Alcuni dei tuoi fotografi preferiti?
Kim Thue Johansen, i suoi soggetti sono insuperabili ed il suo bianco e nero non ha pari.
Ira Chernova, .unsuono. (Alessandro Villa), Patric Shaw, .david terrazzas., may the circle remain unbroken, glidia (Marta Vespa), Grosslizard (Costanza Carta), [V]ortice (Valentina Sarritzu), micmojo. La lista è veramente molto, molto lunga.

Analogico o digitale?
Devo rispondere per forza digitale, non ho scampo.
Digitale perché è quello che uso e che so usare di più purtroppo, ma mi piacerebbe da morire imparare bene a scattare con l’analogica e soprattutto, cosa fondamentale, imparare a sviluppare.

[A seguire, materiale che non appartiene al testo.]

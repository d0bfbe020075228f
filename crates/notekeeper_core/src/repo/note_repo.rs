//! Note Record Store contract and SQLite implementation.
//!
//! # Responsibility
//! - Durable keyed storage of raw note rows.
//! - Predicate scans (substring search, archived flag) with offset/limit.
//!
//! # Invariants
//! - `put` is an upsert and keeps the row's insertion sequence.
//! - Scans are ordered by insertion sequence (`seq ASC`).
//! - Search uses `instr()`, so matching is case-sensitive.
//! - Rows that cannot be decoded are reported, never masked.

use crate::db::DbError;
use crate::model::note::NoteId;
use rusqlite::types::Value;
use rusqlite::{params, params_from_iter, Connection, Row};
use std::error::Error;
use std::fmt::{Display, Formatter};
use uuid::Uuid;

const NOTE_SELECT_SQL: &str = "SELECT
    id,
    title,
    content,
    tags,
    archived,
    created_at,
    updated_at
FROM notes";

pub type RepoResult<T> = Result<T, RepoError>;

/// Repository error for note persistence and query operations.
#[derive(Debug)]
pub enum RepoError {
    Db(DbError),
    NotFound(NoteId),
    InvalidData(String),
    MissingRequiredTable(&'static str),
}

impl Display for RepoError {
    fn fmt(&self, f: &mut Formatter<'_>) -> std::fmt::Result {
        match self {
            Self::Db(err) => write!(f, "{err}"),
            Self::NotFound(id) => write!(f, "note not found: {id}"),
            Self::InvalidData(message) => write!(f, "invalid persisted note data: {message}"),
            Self::MissingRequiredTable(table) => {
                write!(f, "required table `{table}` is missing; run migrations first")
            }
        }
    }
}

impl Error for RepoError {
    fn source(&self) -> Option<&(dyn Error + 'static)> {
        match self {
            Self::Db(err) => Some(err),
            Self::NotFound(_) | Self::InvalidData(_) | Self::MissingRequiredTable(_) => None,
        }
    }
}

impl From<DbError> for RepoError {
    fn from(value: DbError) -> Self {
        Self::Db(value)
    }
}

impl From<rusqlite::Error> for RepoError {
    fn from(value: rusqlite::Error) -> Self {
        Self::Db(DbError::Sqlite(value))
    }
}

/// Raw persisted note row. Tags are kept in their encoded form.
#[derive(Debug, Clone, PartialEq, Eq)]
pub struct NoteRecord {
    pub id: NoteId,
    pub title: String,
    pub content: String,
    pub tags: String,
    pub archived: bool,
    /// Unix epoch milliseconds.
    pub created_at: i64,
    /// Unix epoch milliseconds.
    pub updated_at: i64,
}

/// Scan predicate.
///
/// `archived` is three-valued: `None` means no restriction.
#[derive(Debug, Clone, Default, PartialEq, Eq)]
pub struct NoteFilter {
    /// Substring matched against title OR content. Empty means no search.
    pub search: Option<String>,
    pub archived: Option<bool>,
}

/// Record Store interface for notes.
pub trait NoteStore {
    /// Inserts or overwrites the record with the same id.
    fn put(&self, record: &NoteRecord) -> RepoResult<()>;
    fn get(&self, id: NoteId) -> RepoResult<Option<NoteRecord>>;
    /// Removes one record; `NotFound` when absent.
    fn delete(&self, id: NoteId) -> RepoResult<()>;
    /// Returns matching records in insertion order after skipping `offset`.
    fn scan(&self, filter: &NoteFilter, offset: u64, limit: u32) -> RepoResult<Vec<NoteRecord>>;
    fn count(&self, filter: &NoteFilter) -> RepoResult<u64>;
    /// Removes every record and returns how many were deleted.
    fn clear(&self) -> RepoResult<u64>;
}

/// SQLite-backed note store owning its connection.
pub struct SqliteNoteStore {
    conn: Connection,
}

impl SqliteNoteStore {
    /// Constructs a store from a migrated connection.
    pub fn try_new(conn: Connection) -> RepoResult<Self> {
        if !table_exists(&conn, "notes")? {
            return Err(RepoError::MissingRequiredTable("notes"));
        }
        Ok(Self { conn })
    }

    /// Exposes the underlying connection for diagnostics and tests.
    pub fn connection(&self) -> &Connection {
        &self.conn
    }
}

impl NoteStore for SqliteNoteStore {
    fn put(&self, record: &NoteRecord) -> RepoResult<()> {
        self.conn.execute(
            "INSERT INTO notes (
                id,
                title,
                content,
                tags,
                archived,
                created_at,
                updated_at
            ) VALUES (?1, ?2, ?3, ?4, ?5, ?6, ?7)
            ON CONFLICT(id) DO UPDATE SET
                title = excluded.title,
                content = excluded.content,
                tags = excluded.tags,
                archived = excluded.archived,
                created_at = excluded.created_at,
                updated_at = excluded.updated_at;",
            params![
                record.id.to_string(),
                record.title.as_str(),
                record.content.as_str(),
                record.tags.as_str(),
                bool_to_int(record.archived),
                record.created_at,
                record.updated_at,
            ],
        )?;
        Ok(())
    }

    fn get(&self, id: NoteId) -> RepoResult<Option<NoteRecord>> {
        let mut stmt = self
            .conn
            .prepare(&format!("{NOTE_SELECT_SQL} WHERE id = ?1;"))?;
        let mut rows = stmt.query([id.to_string()])?;
        if let Some(row) = rows.next()? {
            return Ok(Some(parse_note_row(row)?));
        }
        Ok(None)
    }

    fn delete(&self, id: NoteId) -> RepoResult<()> {
        let changed = self
            .conn
            .execute("DELETE FROM notes WHERE id = ?1;", [id.to_string()])?;
        if changed == 0 {
            return Err(RepoError::NotFound(id));
        }
        Ok(())
    }

    fn scan(&self, filter: &NoteFilter, offset: u64, limit: u32) -> RepoResult<Vec<NoteRecord>> {
        let (where_sql, mut bind_values) = filter_clause(filter);
        let sql = format!("{NOTE_SELECT_SQL}{where_sql} ORDER BY seq ASC LIMIT ? OFFSET ?;");
        bind_values.push(Value::Integer(i64::from(limit)));
        bind_values.push(Value::Integer(i64::try_from(offset).unwrap_or(i64::MAX)));

        let mut stmt = self.conn.prepare(&sql)?;
        let mut rows = stmt.query(params_from_iter(bind_values))?;
        let mut records = Vec::new();
        while let Some(row) = rows.next()? {
            records.push(parse_note_row(row)?);
        }
        Ok(records)
    }

    fn count(&self, filter: &NoteFilter) -> RepoResult<u64> {
        let (where_sql, bind_values) = filter_clause(filter);
        let sql = format!("SELECT COUNT(*) FROM notes{where_sql};");
        let count: i64 = self
            .conn
            .query_row(&sql, params_from_iter(bind_values), |row| row.get(0))?;
        u64::try_from(count)
            .map_err(|_| RepoError::InvalidData(format!("negative note count `{count}`")))
    }

    fn clear(&self) -> RepoResult<u64> {
        let removed = self.conn.execute("DELETE FROM notes;", [])?;
        Ok(removed as u64)
    }
}

fn filter_clause(filter: &NoteFilter) -> (String, Vec<Value>) {
    let mut sql = String::from(" WHERE 1 = 1");
    let mut bind_values = Vec::new();

    if let Some(search) = filter.search.as_deref().filter(|value| !value.is_empty()) {
        sql.push_str(" AND (instr(title, ?) > 0 OR instr(content, ?) > 0)");
        bind_values.push(Value::Text(search.to_string()));
        bind_values.push(Value::Text(search.to_string()));
    }

    if let Some(archived) = filter.archived {
        sql.push_str(" AND archived = ?");
        bind_values.push(Value::Integer(bool_to_int(archived)));
    }

    (sql, bind_values)
}

fn parse_note_row(row: &Row<'_>) -> RepoResult<NoteRecord> {
    let id_text: String = row.get("id")?;
    let id = Uuid::parse_str(&id_text).map_err(|_| {
        RepoError::InvalidData(format!("invalid uuid value `{id_text}` in notes.id"))
    })?;

    let archived = match row.get::<_, i64>("archived")? {
        0 => false,
        1 => true,
        other => {
            return Err(RepoError::InvalidData(format!(
                "invalid archived value `{other}` in notes.archived"
            )));
        }
    };

    Ok(NoteRecord {
        id,
        title: row.get("title")?,
        content: row.get("content")?,
        tags: row.get("tags")?,
        archived,
        created_at: row.get("created_at")?,
        updated_at: row.get("updated_at")?,
    })
}

fn table_exists(conn: &Connection, table: &str) -> RepoResult<bool> {
    let exists: i64 = conn.query_row(
        "SELECT EXISTS(
            SELECT 1
            FROM sqlite_master
            WHERE type = 'table' AND name = ?1
        );",
        [table],
        |row| row.get(0),
    )?;
    Ok(exists == 1)
}

fn bool_to_int(value: bool) -> i64 {
    if value {
        1
    } else {
        0
    }
}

Ho avuto la possibilità di vedere come si sviluppa in camera oscura ma quello è un mondo che io non conosco.
Ho un debole per la brillantezza dei colori della pellicola e per la grana dell’analogico e una delle cose che mi piace della vecchia fotografia è che le foto, posso starne certa, dureranno per generazioni, mentre con le stampe in digitale non so per quanto l’immagine resterà sulla carta senza sbiadirsi o chissà che altro e poi non mi fido troppo dei file e dei computer se devo dirla tutta.

Cosa fai quando non fotografi?
Passo la maggior parte del tempo su Photoshop.
Un film, un libro, una canzone.
Mi chiamo Sam.
La brevità della vita, Seneca.
Because the night, Patti Smith.
La tua prossima sfida?
Non ne ho idea.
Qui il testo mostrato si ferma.